Have often wondered what effects the vacuum process has on my wines after clarification. It seems that the "boiling" taking place never really stops completely. Does alcohol evaporate during vacuuming and is there a point where you just cry uncle and say enough is enough?

bruce
 
I hope some of our more scientific members chime in on this one. You're right, it never stops bubbling, boiling, degassing or whatever is going on. I did an experiment once using the AIO and somehow I was able to calculate the temperature required to cause the wine to boil for the Hg of the AIO. The one thing I think I remember is with the wine at 70 or so degrees the Hg of the AIO wasn't enough to make the alcohol start to boil.
 
It seems that the "boiling" taking place never really stops completely. Does alcohol evaporate during vacuuming and is there a point where you just cry uncle and say enough is enough?

Yes, water and alcohol will evaporate during vacuuming. BUT, water and alcohol will also evaporate when NOT vacuuming. If you place a glass of wine on your kitchen counter for a few days/weeks, it will dry out, and all the alcohol and water will be gone. It happens faster on dry days than on humid days. It happens faster when you pull a vacuum on it. It happens faster if the wine is warmed.

One thing to keep in mind that may change your outlook: There is nothing all that special (as far as evaporation is concerned) about the boiling point. If I have a pot of water on the stove at 200F, it will evaporate away, even as it never reaches boiling.

To directly answer your question, yes, there is a point where your wine is sufficiently degassed, and you should stop. In fact, I think removing all the CO2 is probably deleterious to the taste of your wine. We expect there to be a little CO2 there. IMHO, when I have "overdegassed" my wine, it tasted a little flabby and flat. I no longer do that; I just let time take care of it.

Another thing to keep in mind is that, during vacuum degassing, the bubbles that you see do not contain all that much gas. If you are pulling, say, 25 inHg, a bubble of a given size has only about 15% as many gas molecules as a bubble of the same size has at atmospheric pressure. But your brain (or at least my brain) says "wow, it is still bubbling a lot, giving off a lot of gas! I better keep going."
 
In fact, I think removing all the CO2 is probably deleterious to the taste of your wine. We expect there to be a little CO2 there. IMHO, when I have "overdegassed" my wine, it tasted a little flabby and flat.

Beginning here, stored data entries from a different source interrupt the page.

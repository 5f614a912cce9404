//! Translation between raw button codes and the symbolic button vocabulary.
//!
//! Letters are named by their uppercase character ("A"), digits by the digit
//! ("7"), everything else by a fixed symbolic name ("Escape", "LMB", ...).
//! Codes outside the vocabulary are reported as `Key_<code>`.

use log::trace;
use winit::event::MouseButton;
use winit::keyboard::{KeyCode, NativeKeyCode};

use crate::core::errors::UnrecognizedButton;
use crate::core::input::button_code::ButtonCode;

const LETTER_KEYS: [KeyCode; 26] = [
    KeyCode::KeyA,
    KeyCode::KeyB,
    KeyCode::KeyC,
    KeyCode::KeyD,
    KeyCode::KeyE,
    KeyCode::KeyF,
    KeyCode::KeyG,
    KeyCode::KeyH,
    KeyCode::KeyI,
    KeyCode::KeyJ,
    KeyCode::KeyK,
    KeyCode::KeyL,
    KeyCode::KeyM,
    KeyCode::KeyN,
    KeyCode::KeyO,
    KeyCode::KeyP,
    KeyCode::KeyQ,
    KeyCode::KeyR,
    KeyCode::KeyS,
    KeyCode::KeyT,
    KeyCode::KeyU,
    KeyCode::KeyV,
    KeyCode::KeyW,
    KeyCode::KeyX,
    KeyCode::KeyY,
    KeyCode::KeyZ,
];

const DIGIT_KEYS: [KeyCode; 10] = [
    KeyCode::Digit0,
    KeyCode::Digit1,
    KeyCode::Digit2,
    KeyCode::Digit3,
    KeyCode::Digit4,
    KeyCode::Digit5,
    KeyCode::Digit6,
    KeyCode::Digit7,
    KeyCode::Digit8,
    KeyCode::Digit9,
];

// Several codes may share a name (left/right modifiers). The first entry for a
// name is its primary code.
const NAMED_KEYS: &[(&str, KeyCode)] = &[
    ("Shift", KeyCode::ShiftLeft),
    ("Shift", KeyCode::ShiftRight),
    ("Alt", KeyCode::AltLeft),
    ("Alt", KeyCode::AltRight),
    ("Control", KeyCode::ControlLeft),
    ("Control", KeyCode::ControlRight),
    ("Escape", KeyCode::Escape),
    ("Return", KeyCode::Enter),
    ("Tab", KeyCode::Tab),
    ("BackSpace", KeyCode::Backspace),
    (" ", KeyCode::Space),
    ("Up", KeyCode::ArrowUp),
    ("Down", KeyCode::ArrowDown),
    ("Left", KeyCode::ArrowLeft),
    ("Right", KeyCode::ArrowRight),
    ("CapsLock", KeyCode::CapsLock),
    ("F1", KeyCode::F1),
    ("F2", KeyCode::F2),
    ("F3", KeyCode::F3),
    ("F4", KeyCode::F4),
    ("F5", KeyCode::F5),
    ("F6", KeyCode::F6),
    ("F7", KeyCode::F7),
    ("F8", KeyCode::F8),
    ("F9", KeyCode::F9),
    ("F10", KeyCode::F10),
    ("F11", KeyCode::F11),
    ("F12", KeyCode::F12),
    ("Insert", KeyCode::Insert),
    ("Delete", KeyCode::Delete),
    ("Home", KeyCode::Home),
    ("End", KeyCode::End),
    ("PageUp", KeyCode::PageUp),
    ("PageDown", KeyCode::PageDown),
    ("Numpad0", KeyCode::Numpad0),
    ("Numpad1", KeyCode::Numpad1),
    ("Numpad2", KeyCode::Numpad2),
    ("Numpad3", KeyCode::Numpad3),
    ("Numpad4", KeyCode::Numpad4),
    ("Numpad5", KeyCode::Numpad5),
    ("Numpad6", KeyCode::Numpad6),
    ("Numpad7", KeyCode::Numpad7),
    ("Numpad8", KeyCode::Numpad8),
    ("Numpad9", KeyCode::Numpad9),
    ("NumpadDecimal", KeyCode::NumpadDecimal),
    ("NumpadDivide", KeyCode::NumpadDivide),
    ("NumpadMultiply", KeyCode::NumpadMultiply),
    ("NumpadSubtract", KeyCode::NumpadSubtract),
    ("NumpadAdd", KeyCode::NumpadAdd),
    ("NumpadEnter", KeyCode::NumpadEnter),
];

const NAMED_MOUSE_BUTTONS: &[(&str, MouseButton)] = &[
    ("LMB", MouseButton::Left),
    ("MMB", MouseButton::Middle),
    ("RMB", MouseButton::Right),
];

const LETTERS: &[u8; 26] = b"ABCDEFGHIJKLMNOPQRSTUVWXYZ";
const DIGITS: &[u8; 10] = b"0123456789";

/// Symbolic name for `code`, or `UnrecognizedButton` when it has none.
pub fn button_code_to_name(code: ButtonCode) -> Result<String, UnrecognizedButton> {
    match code {
        ButtonCode::Key(key) => {
            if let Some(index) = LETTER_KEYS.iter().position(|&k| k == key) {
                return Ok(char::from(LETTERS[index]).to_string());
            }
            if let Some(index) = DIGIT_KEYS.iter().position(|&k| k == key) {
                return Ok(char::from(DIGITS[index]).to_string());
            }
            NAMED_KEYS
                .iter()
                .find(|(_, k)| *k == key)
                .map(|(name, _)| (*name).to_owned())
                .ok_or_else(|| UnrecognizedButton::Code(raw_code(code)))
        }
        ButtonCode::Mouse(button) => NAMED_MOUSE_BUTTONS
            .iter()
            .find(|(_, b)| *b == button)
            .map(|(name, _)| (*name).to_owned())
            .ok_or_else(|| UnrecognizedButton::Code(raw_code(code))),
        ButtonCode::Native(_) => Err(UnrecognizedButton::Code(raw_code(code))),
    }
}

/// Like `button_code_to_name`, but substitutes `Key_<code>` for codes outside
/// the vocabulary so event delivery never stops on an unknown key.
#[must_use]
pub fn button_name(code: ButtonCode) -> String {
    match button_code_to_name(code) {
        Ok(name) => name,
        Err(err) => {
            trace!("Input: {err}.");
            format!("Key_{}", raw_code(code))
        }
    }
}

/// Every raw code carrying `name`. Single letters are matched case-insensitively.
pub fn name_to_button_codes(name: &str) -> Result<Vec<ButtonCode>, UnrecognizedButton> {
    if let [byte] = name.as_bytes() {
        let upper = byte.to_ascii_uppercase();
        if let Some(index) = LETTERS.iter().position(|&c| c == upper) {
            return Ok(vec![ButtonCode::Key(LETTER_KEYS[index])]);
        }
        if let Some(index) = DIGITS.iter().position(|&c| c == upper) {
            return Ok(vec![ButtonCode::Key(DIGIT_KEYS[index])]);
        }
    }

    let codes: Vec<ButtonCode> = NAMED_KEYS
        .iter()
        .filter(|(n, _)| *n == name)
        .map(|(_, key)| ButtonCode::Key(*key))
        .chain(
            NAMED_MOUSE_BUTTONS
                .iter()
                .filter(|(n, _)| *n == name)
                .map(|(_, button)| ButtonCode::Mouse(*button)),
        )
        .collect();

    if codes.is_empty() {
        return Err(UnrecognizedButton::Name(name.to_owned()));
    }

    Ok(codes)
}

fn raw_code(code: ButtonCode) -> String {
    match code {
        ButtonCode::Key(key) => format!("{key:?}"),
        ButtonCode::Mouse(MouseButton::Other(id)) => id.to_string(),
        ButtonCode::Mouse(button) => format!("{button:?}"),
        ButtonCode::Native(native) => match native {
            NativeKeyCode::Android(code) | NativeKeyCode::Xkb(code) => code.to_string(),
            NativeKeyCode::MacOS(code) | NativeKeyCode::Windows(code) => code.to_string(),
            NativeKeyCode::Unidentified => "Unidentified".to_owned(),
        },
    }
}

#[cfg(test)]
mod tests {
    use super::*;

    #[test]
    fn letters_and_digits_use_their_character() {
        assert_eq!(button_name(ButtonCode::Key(KeyCode::KeyW)), "W");
        assert_eq!(button_name(ButtonCode::Key(KeyCode::Digit7)), "7");
    }

    #[test]
    fn named_keys_and_mouse_buttons_use_vocabulary() {
        assert_eq!(button_name(ButtonCode::Key(KeyCode::Escape)), "Escape");
        assert_eq!(button_name(ButtonCode::Key(KeyCode::Space)), " ");
        assert_eq!(button_name(ButtonCode::Key(KeyCode::NumpadEnter)), "NumpadEnter");
        assert_eq!(button_name(ButtonCode::Mouse(MouseButton::Left)), "LMB");
        assert_eq!(button_name(ButtonCode::Mouse(MouseButton::Right)), "RMB");
    }

    #[test]
    fn right_modifiers_share_left_names() {
        assert_eq!(button_name(ButtonCode::Key(KeyCode::ShiftRight)), "Shift");
        assert_eq!(button_name(ButtonCode::Key(KeyCode::ControlRight)), "Control");
        assert_eq!(button_name(ButtonCode::Key(KeyCode::AltRight)), "Alt");
    }

    #[test]
    fn unknown_codes_fall_back_to_synthetic_name() {
        assert!(button_code_to_name(ButtonCode::Key(KeyCode::F13)).is_err());
        assert_eq!(button_name(ButtonCode::Key(KeyCode::F13)), "Key_F13");
        assert_eq!(
            button_name(ButtonCode::Native(NativeKeyCode::Xkb(166))),
            "Key_166"
        );
        assert_eq!(button_name(ButtonCode::Mouse(MouseButton::Other(9))), "Key_9");
    }

    #[test]
    fn single_letter_names_are_case_insensitive() {
        assert_eq!(
            name_to_button_codes("w"),
            Ok(vec![ButtonCode::Key(KeyCode::KeyW)])
        );
        assert_eq!(
            name_to_button_codes("W"),
            Ok(vec![ButtonCode::Key(KeyCode::KeyW)])
        );
    }

    #[test]
    fn modifier_names_resolve_to_both_sides() {
        assert_eq!(
            name_to_button_codes("Shift"),
            Ok(vec![
                ButtonCode::Key(KeyCode::ShiftLeft),
                ButtonCode::Key(KeyCode::ShiftRight)
            ])
        );
    }

    #[test]
    fn unknown_names_are_reported() {
        assert_eq!(
            name_to_button_codes("Hyper"),
            Err(UnrecognizedButton::Name("Hyper".to_owned()))
        );
    }

    #[test]
    fn every_named_key_round_trips_to_its_primary_code() {
        for (name, key) in NAMED_KEYS {
            let codes = name_to_button_codes(name).expect("vocabulary name resolves");
            assert!(codes.contains(&ButtonCode::Key(*key)));
            assert_eq!(button_name(ButtonCode::Key(*key)), *name);
        }
    }
}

I’m with @sour_grapes on this one. Since I’m usually dealing with high pH wines, I need all the residual CO2 I can get. After a year in the barrel, there’s not much, but there is some.
 
I just re-read my earlier post. Although I still "agree with myself," I want to clarify something. I do not think that it is bad to vacuum rack or to vacuum degas. I do the former, and I do a little of the latter. I do not think that significant amounts of water or alcohol are lost during these processes, within a reasonable degassing period. I haven't calculated it, but that is my feeling.
 
I just re-read my earlier post. Although I still "agree with myself," I want to clarify something. I do not think that it is bad to vacuum rack or to vacuum degas. I do the former, and I do a little of the latter. I do not think that significant amounts of water or alcohol are lost during these processes, within a reasonable degassing period. I haven't calculated it, but that is my feeling.

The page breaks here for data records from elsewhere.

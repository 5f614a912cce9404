pub mod controller;
pub mod ports;

pub use controller::Window;
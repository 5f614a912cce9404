pub mod cursor;
pub mod data;
pub mod errors;
pub mod events;
pub mod gui;
pub mod input;
pub mod pacing;
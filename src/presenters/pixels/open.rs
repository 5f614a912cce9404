use crate::adapters::egui::EguiGui;
use crate::controllers::window::Window;
use crate::core::data::WindowConfig;
use crate::core::errors::WindowError;
use crate::input::winit::WinitPlatform;
use crate::presenters::pixels::PixelsBackend;

/// A native window rendering through pixels with egui on top.
pub type EguiWindow = Window<WinitPlatform, PixelsBackend, EguiGui>;

/// Opens a native window and wires the winit, pixels and egui adapters into it.
pub fn open_window(config: WindowConfig) -> Result<EguiWindow, WindowError> {
    config.validate()?;

    let platform = WinitPlatform::new(&config)?;
    let backend = PixelsBackend::new(platform.window(), &config)?;
    let gui = EguiGui::new(platform.window(), platform.event_loop());

    Window::new(config, platform, backend, gui)
}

I tried to find this out myself with no real luck. Is boiling point and evaporation the same thing? In distilling you heat the liquid to around the boiling point of ethanol which, I guess, causes evaporation of the ethanol but not the water. If you pull a vacuum the boiling point of all the liquids drops. The only simple calculation I could find was:

The boiling point of ethanol is 79*C and under vacuum (28 inHg) it drops to around 34*C. We typically use a rule of an additional op-temp of 50 degrees Celsius above the boiling point of the solvent is enough to boil the solvent and maintain that boil.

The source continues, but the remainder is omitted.